By Scott Malone
BOSTON (Reuters) - Celeste Corcoran was hurled into the air by a bomb at the Boston Marathon finish line two years ago. Gillian Reny saw blood gushing from her legs and wondered if she would survive. William Campbell waited hours for his daughter to emerge from surgery only to learn she had been killed by the blasts.
Prosecutors on Tuesday began their case to sentence convicted bomber Dzhokhar Tsarnaev to death with an emotional gut-punch to the jury as survivors described the toll of the April 15, 2013, attack that killed three people and injured 264.
Tsarnaev, a 21-year-old ethnic Chechen, was found guilty on April 8 of carrying out the attack as well as fatally shooting a police officer as he and his older brother, Tamerlan, prepared to flee three days later.
Survivor testimony, photos and video evidence took the same jury that found Tsarnaev guilty back to the immediate aftermath of the blasts, the smoky air rent by the screams of the wounded while those able to move scrambled over shrapnel-strewn sidewalks to try to aid those whose limbs the bombs had mangled.
The government's first witness, Corcoran of Lowell, Massachusetts, said she remained conscious from the moment the two homemade pressure-cooker bombs went off until she was rushed to a hospital where doctors amputated both her legs.
"I remember thinking that the pain was too much and that I wanted to die," Corcoran said in sometimes tearful testimony. "Immediately I was like, 'Hell no. I don't want to die.'"
Corcoran's adult daughter, Sydney, was also badly injured but survived and the two shared a hospital room for weeks.
Reny, who had gone to the finish line on Boylston Street to cheer her sister, described being horrified by her mangled legs.
"I was shocked that much blood could come out of someone," said Reny, now 20. "I did not know that you could be that injured and survive."
William Campbell had been home watching the race on television when he saw the blasts and realized his 29-year-old daughter, Krystle, may have been there.
"That was a real bad day," he testified.
He and his family rushed to a hospital where they were told Krystle was in surgery.
"We waited 10 to 12 hours, talking to the doctors and they were saying they had to cut off her legs and things like that and we said, 'Go ahead and do what you have to do, just save my baby'," Campbell said.
A doctor later asked him to come see his daughter in her hospital gurney, but the patient turned out to have been Campbell's friend, Karen McWatters.

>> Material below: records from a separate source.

//! Unified error handling with Sentry integration.
//!
//! Provides a unified `AppError` type that captures errors to Sentry before
//! responding to the client. All route handlers should return `Result<T, AppError>`.

use axum::{
    http::StatusCode,
    response::{IntoResponse, Response},
};
use thiserror::Error;

use crate::db::RepositoryError;
use crate::services::{AuthError, ServiceError};

/// Application-level error type.
#[derive(Debug, Error)]
pub enum AppError {
    /// Database operation failed.
    #[error("Database error: {0}")]
    Database(#[from] RepositoryError),

    /// Service operation failed.
    #[error("Service error: {0}")]
    Service(#[from] ServiceError),

    /// Authentication operation failed.
    #[error("Auth error: {0}")]
    Auth(#[from] AuthError),

    /// Resource not found.
    #[error("Not found: {0}")]
    NotFound(String),

    /// User is not authenticated.
    #[error("Unauthorized: {0}")]
    Unauthorized(String),

    /// Bad request from client.
    #[error("Bad request: {0}")]
    BadRequest(String),

    /// Internal server error.
    #[error("Internal error: {0}")]
    Internal(String),
}

impl AppError {
    /// Whether this error is the server's fault (reported to Sentry, details hidden).
    fn is_server_error(&self) -> bool {
        match self {
            Self::Database(_) | Self::Internal(_) => true,
            Self::Service(err) => matches!(
                err,
                ServiceError::Repository(_)
                    | ServiceError::Auth(AuthError::PasswordHash | AuthError::Repository(_))
            ),
            Self::Auth(err) => matches!(err, AuthError::PasswordHash | AuthError::Repository(_)),
            Self::NotFound(_) | Self::Unauthorized(_) | Self::BadRequest(_) => false,
        }
    }

    fn status(&self) -> StatusCode {
        if self.is_server_error() {
            return StatusCode::INTERNAL_SERVER_ERROR;
        }
        match self {
            Self::Service(err) => match err {
                ServiceError::DuplicateEmail(_) => StatusCode::CONFLICT,
                ServiceError::CustomerNotFound(_)
                | ServiceError::OrderHistory(_)
                | ServiceError::Validation(_) => StatusCode::BAD_REQUEST,
                ServiceError::Auth(AuthError::InvalidEmail(_)) => StatusCode::BAD_REQUEST,
                _ => StatusCode::UNAUTHORIZED,
            },
            Self::Auth(AuthError::InvalidEmail(_)) | Self::BadRequest(_) => StatusCode::BAD_REQUEST,
            Self::Auth(_) | Self::Unauthorized(_) => StatusCode::UNAUTHORIZED,
            Self::NotFound(_) => StatusCode::NOT_FOUND,
            Self::Database(_) | Self::Internal(_) => StatusCode::INTERNAL_SERVER_ERROR,
        }
    }

    /// Message safe to show to the client.
    fn public_message(&self) -> String {
        if self.is_server_error() {
            return "Internal server error".to_string();
        }
        match self {
            Self::Service(err) => err.to_string(),
            // Never reveal whether the email exists
            Self::Auth(AuthError::InvalidEmail(_)) => "Invalid email address".to_string(),
            Self::Auth(_) => "Invalid credentials".to_string(),
            Self::NotFound(msg) | Self::Unauthorized(msg) | Self::BadRequest(msg) => msg.clone(),
            _ => self.to_string(),
        }
    }
}

impl IntoResponse for AppError {
    fn into_response(self) -> Response {
        // Capture server errors to Sentry
        if self.is_server_error() {
            let event_id = sentry::capture_error(&self);
            tracing::error!(
                error = %self,
                sentry_event_id = %event_id,
                "Request error"
            );
        }

        (self.status(), self.public_message()).into_response()
    }
}

/// Result type alias for `AppError`.
pub type Result<T> = std::result::Result<T, AppError>;

/// Set the Sentry user context after a successful login.
pub fn set_sentry_user(email: &str) {
    sentry::configure_scope(|scope| {
        scope.set_user(Some(sentry::User {
            email: Some(email.to_string()),
            ..Default::default()
        }));
    });
}

/// Clear the Sentry user context.
///
/// Call this on logout to stop associating errors with the user.
pub fn clear_sentry_user() {
    sentry::configure_scope(|scope| {
        scope.set_user(None);
    });
}

#[cfg(test)]
#[allow(clippy::unwrap_used)]
mod tests {
    use nighthawk_core::{CustomerId, Email, OrderHistoryError};

    use super::*;

    fn get_status(err: AppError) -> StatusCode {
        err.into_response().status()
    }

    #[test]
    fn test_app_error_display() {
        let err = AppError::NotFound("customer 9".to_string());
        assert_eq!(err.to_string(), "Not found: customer 9");

        let err = AppError::BadRequest("invalid input".to_string());
        assert_eq!(err.to_string(), "Bad request: invalid input");
    }

    #[test]
    fn test_app_error_status_codes() {
        assert_eq!(
            get_status(AppError::NotFound("test".to_string())),
            StatusCode::NOT_FOUND
        );
        assert_eq!(
            get_status(AppError::Unauthorized("test".to_string())),
            StatusCode::UNAUTHORIZED
        );
        assert_eq!(
            get_status(AppError::BadRequest("test".to_string())),
            StatusCode::BAD_REQUEST
        );
        assert_eq!(
            get_status(AppError::Internal("test".to_string())),
            StatusCode::INTERNAL_SERVER_ERROR
        );
        assert_eq!(
            get_status(RepositoryError::NotFound.into()),
            StatusCode::INTERNAL_SERVER_ERROR
        );
    }

    #[test]
    fn test_service_error_status_codes() {
        let duplicate = ServiceError::DuplicateEmail(Email::parse("toby@gmail.com").unwrap());
        assert_eq!(get_status(duplicate.into()), StatusCode::CONFLICT);

        let missing = ServiceError::CustomerNotFound(CustomerId::new(3));
        assert_eq!(get_status(missing.into()), StatusCode::BAD_REQUEST);

        let bad_history = ServiceError::OrderHistory(OrderHistoryError::EmptyDate);
        assert_eq!(get_status(bad_history.into()), StatusCode::BAD_REQUEST);

        let blank = ServiceError::Validation(crate::models::ValidationError::EmptyPassword);
        assert_eq!(get_status(blank.into()), StatusCode::BAD_REQUEST);

        let hashing = ServiceError::Auth(AuthError::PasswordHash);
        assert_eq!(get_status(hashing.into()), StatusCode::INTERNAL_SERVER_ERROR);
    }

    #[test]
    fn test_auth_errors_hide_user_existence() {
        let unknown = AppError::Auth(AuthError::UserNotFound("x@y.com".to_string()));
        let wrong = AppError::Auth(AuthError::InvalidCredentials);

        assert_eq!(unknown.public_message(), wrong.public_message());
        assert_eq!(get_status(unknown), StatusCode::UNAUTHORIZED);
    }

    #[test]
    fn test_server_errors_hide_details() {
        let err = AppError::Internal("connection string leaked".to_string());
        assert_eq!(err.public_message(), "Internal server error");
    }
}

"I looked in the bed and it wasn't Krystle. I passed out on the floor," Campbell said. When he came to, he added, "I realized she was gone."
'ESSENCE OF TERROR'
Prosecutors opened the trial's sentencing phase by showing the jury pictures of the four people Tsarnaev killed: 8-year-old Martin Richard, Chinese exchange student Lingzi Lu, 23, Massachusetts Institute of Technology police officer Sean Collier, 26, as well as Campbell.
"They had time to feel pain," said Nadine Pellegrini, an Assistant U.S. Attorney, in the prosecution's opening statement. "They had time to feel scared and frightened. But they had no time to say goodbye. That is the very essence of terror."
Prosecutors, citing al Qaeda materials found on Tsarnaev's laptop and a note in which he suggested the bombing was retribution for U.S. military campaigns in Muslim-dominated countries, have sought to paint him as a violent extremist.
Defence attorneys have countered that 26-year-old Tamerlan, who died following a gunfight with police hours after Collier's slaying, was the driving force, with Dzhokhar acting in a secondary role out of a sense of sibling loyalty.
Tsarnaev's lawyers opted to delay their opening statement until next week.
In an apparent effort to anticipate a likely defence argument, Pellegrini argued that Tsarnaev's actions could not be blamed on his troubled family.
"You may hear about family dynamics, family history, family dysfunction," Pellegrini said. "But many people, millions of people, I would venture, face troubles throughout their lives. Who among them murders people with a bomb?"
Pellegrini urged the jury not to give too much consideration to evidence that suggested Tamerlan had downloaded radical materials before Dzhokhar.
"The origin of the lineage of terrorism doesn't matter," Pellegrini said. "What matters are his beliefs in terror, his actions."
Pellegrini ended by showing the jury a surveillance photo she said was taken of Tsarnaev in a holding cell on the day of his first court appearance in July 2013.
In the photo, Tsarnaev grimaces and gestures at the camera with his middle finger, an obscene gesture.
"This is Dzhokhar Tsarnaev," Pellegrini said. "Unconcerned, unrepentant and unchanged."